Main Points of Interest
- The Acre Prison: The building was initially built by the Ottoman, used as a prison. Later, used by the British Mandate leaders as a prison once again for Jewish underground resistance fighters just before independence. Upon visiting, you will be able to see the gallows that were used to hang prisoners. Also, some of the cells are accessible by visitors. Today, it has transformed into a museum.
- The Tunisian Synagogue: This building is under the resident Zion Badasche since 1955. The individual mosaics were created in the Galilee. They depict a variety of themes, objects, and stories related to Judaism and its history, as well as the history of Israel. The synagogue houses seven different Torah arks and a women’s gallery whose walls tell the stories of the famous women of the Bible. The building also boasts 140 stained-glass windows and an intricately decorated dome.
- The subterranean Crusader Halls: Also recognized as the headquarters of the Knights Hospitaller over 7000 years ago. It is located approximately eight meters below the ground level. These halls were taken over by the Ottomans, who built their city above the Roman ruins. During the British Mandate period, these halls were used as a prison, which now is the Museum of Heroism. There is a Citadel where you can see demonstrations of medieval arts and crafts, the fortress courtyard is the outdoor space, and there are stairways that will take you to the upper floors. The northern and the pillars halls – dining halls, where the knights would sit together on a long dining table and eat.

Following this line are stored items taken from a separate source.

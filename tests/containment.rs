use ballistica::domains::{
    ball::Ball,
    complex_ball::ComplexBall,
    float::BigFloat,
    rational::Rational,
};
use rand::{Rng, SeedableRng};
use rand_xoshiro::Xoshiro256StarStar;

/// Pick the midpoint or one of the endpoints of a finite ball.
fn sample_point(rng: &mut Xoshiro256StarStar, x: &Ball) -> BigFloat {
    let r = x.rad().to_float();
    match rng.gen_range(0..3) {
        0 => x.mid().clone(),
        1 => x.mid().sub_exact(&r),
        _ => x.mid().add_exact(&r),
    }
}

#[test]
fn binary_operations_contain_exact_results() {
    let mut rng = Xoshiro256StarStar::seed_from_u64(100);

    for _ in 0..5000 {
        let prec = rng.gen_range(2..=200);
        let a = Ball::random(&mut rng, 150, 6);
        let b = Ball::random(&mut rng, 150, 6);
        let x = sample_point(&mut rng, &a);
        let y = sample_point(&mut rng, &b);

        assert!(a.add(&b, prec).contains_float(&x.add_exact(&y)));
        assert!(a.sub(&b, prec).contains_float(&x.sub_exact(&y)));
        assert!(a.mul(&b, prec).contains_float(&x.mul_exact(&y)));
        assert!(a.sqr(prec).contains_float(&x.mul_exact(&x)));

        if !y.is_zero() {
            let q = x.to_rational().unwrap() / y.to_rational().unwrap();
            assert!(a.div(&b, prec).contains_rational(&q));
        }
    }
}

#[test]
fn in_place_operations_agree() {
    let mut rng = Xoshiro256StarStar::seed_from_u64(101);

    for _ in 0..2000 {
        let prec = rng.gen_range(2..=200);
        let a = Ball::random_special(&mut rng, 150, 6);
        let b = Ball::random_special(&mut rng, 150, 6);

        let mut c = a.clone();
        c.add_assign(&b, prec);
        assert_eq!(c, a.add(&b, prec));

        let mut c = a.clone();
        c.sub_assign(&b, prec);
        assert_eq!(c, a.sub(&b, prec));

        let mut c = a.clone();
        c.mul_assign(&b, prec);
        assert_eq!(c, a.mul(&b, prec));

        let mut c = a.clone();
        c.div_assign(&b, prec);
        assert_eq!(c, a.div(&b, prec));

        // both operands are the same ball
        let mut c = a.clone();
        let d = c.clone();
        c.mul_assign(&d, prec);
        assert_eq!(c, a.mul(&a, prec));

        let mut c = a.clone();
        c.add_mul_assign(&a, &b, prec);
        assert_eq!(c, a.add(&a.mul(&b, prec), prec));
    }
}

#[test]
fn non_finite_operands() {
    let nan = Ball::indeterminate();
    let one = Ball::one();
    assert!(nan.add(&one, 64).is_indeterminate());
    assert!(one.mul(&nan, 64).is_indeterminate());
    assert!(one.div(&Ball::zero(), 64).is_indeterminate());

    let third = Ball::from_fraction(1, 3, 10);
    let zero = third.sub(&third, 10);
    assert!(!zero.is_exact());
    assert!(one.div(&zero, 64).is_indeterminate());
}

#[test]
fn complex_operations_contain_exact_results() {
    let mut rng = Xoshiro256StarStar::seed_from_u64(102);

    for _ in 0..1000 {
        let prec = rng.gen_range(2..=200);
        let a = ComplexBall::random(&mut rng, 100, 4);
        let b = ComplexBall::random(&mut rng, 100, 4);
        let (xr, xi) = (a.re.mid().clone(), a.im.mid().clone());
        let (yr, yi) = (b.re.mid().clone(), b.im.mid().clone());

        let re = xr.mul_exact(&yr).sub_exact(&xi.mul_exact(&yi));
        let im = xr.mul_exact(&yi).add_exact(&xi.mul_exact(&yr));
        assert!(a.mul(&b, prec).contains_float(&re, &im));
        assert!(a.add(&b, prec).contains_float(&xr.add_exact(&yr), &xi.add_exact(&yi)));

        let mut c = a.clone();
        c.mul_assign(&b, prec);
        assert_eq!(c, a.mul(&b, prec));
    }
}

#[test]
fn inverse_and_powers_contain_exact_results() {
    let mut rng = Xoshiro256StarStar::seed_from_u64(103);

    for _ in 0..2000 {
        let prec = rng.gen_range(2..=200);
        let a = Ball::random(&mut rng, 60, 5);
        let x = sample_point(&mut rng, &a);

        if !x.is_zero() {
            let q = Rational::from(1) / x.to_rational().unwrap();
            assert!(a.inv(prec).contains_rational(&q));
        }

        let e = rng.gen_range(0..7u64);
        let mut p = BigFloat::one();
        for _ in 0..e {
            p = p.mul_exact(&x);
        }
        assert!(a.pow(e, prec).contains_float(&p));
    }
}

fn to_rational(x: &BigFloat) -> Rational {
    x.to_rational().unwrap()
}

#[test]
fn complex_quotients_contain_exact_results() {
    let mut rng = Xoshiro256StarStar::seed_from_u64(104);

    for _ in 0..2000 {
        let prec = rng.gen_range(2..=200);
        let a = ComplexBall::random(&mut rng, 80, 4);
        let b = ComplexBall::random(&mut rng, 80, 4);
        let (xr, xi) = (sample_point(&mut rng, &a.re), sample_point(&mut rng, &a.im));
        let (yr, yi) = (sample_point(&mut rng, &b.re), sample_point(&mut rng, &b.im));

        let re = xr.sub_exact(&yr);
        let im = xi.sub_exact(&yi);
        assert!(a.sub(&b, prec).contains_float(&re, &im));

        let re = xr.mul_exact(&xr).sub_exact(&xi.mul_exact(&xi));
        let im = xr.mul_exact(&xi).mul_2exp_si(1);
        assert!(a.sqr(prec).contains_float(&re, &im));

        let (xr, xi, yr, yi) = (to_rational(&xr), to_rational(&xi), to_rational(&yr), to_rational(&yi));
        let norm = Rational::from(&yr * &yr) + Rational::from(&yi * &yi);
        if norm != 0 {
            let re = (Rational::from(&xr * &yr) + Rational::from(&xi * &yi)) / &norm;
            let im = (Rational::from(&xi * &yr) - Rational::from(&xr * &yi)) / &norm;
            assert!(a.div(&b, prec).contains_rational(&re, &im));

            let re = Rational::from(&yr / &norm);
            let im = -Rational::from(&yi / &norm);
            assert!(b.inv(prec).contains_rational(&re, &im));
        }
    }
}

#[test]
fn complex_in_place_operations_agree() {
    let mut rng = Xoshiro256StarStar::seed_from_u64(105);

    for _ in 0..1000 {
        let prec = rng.gen_range(2..=200);
        let a = ComplexBall::random(&mut rng, 100, 4);
        let b = ComplexBall::random(&mut rng, 100, 4);

        let mut c = a.clone();
        c.add_assign(&b, prec);
        assert_eq!(c, a.add(&b, prec));

        let mut c = a.clone();
        c.sub_assign(&b, prec);
        assert_eq!(c, a.sub(&b, prec));

        let mut c = a.clone();
        c.div_assign(&b, prec);
        assert_eq!(c, a.div(&b, prec));

        // both operands are the same ball
        let mut c = a.clone();
        let d = c.clone();
        c.mul_assign(&d, prec);
        assert_eq!(c, a.mul(&a, prec));

        let mut c = a.clone();
        let d = c.clone();
        c.div_assign(&d, prec);
        assert_eq!(c, a.div(&a, prec));
    }
}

The prisoner’s hall for the criminals where there was no window for light or air as well.
- The Marketplace and other Attractions: Akko’s vibrant Oriental markets, beaches, and water sports facilities, the port, restaurants, hotels, and strikingly pleasant annual festivals are just a few more attractions for the tourists of the Acre City. Upon visiting this glorious city, you will be reminded of the stories of how the rulers fought for it and built it, just by looking at the city walls, fortresses, castles, mosques, and churches.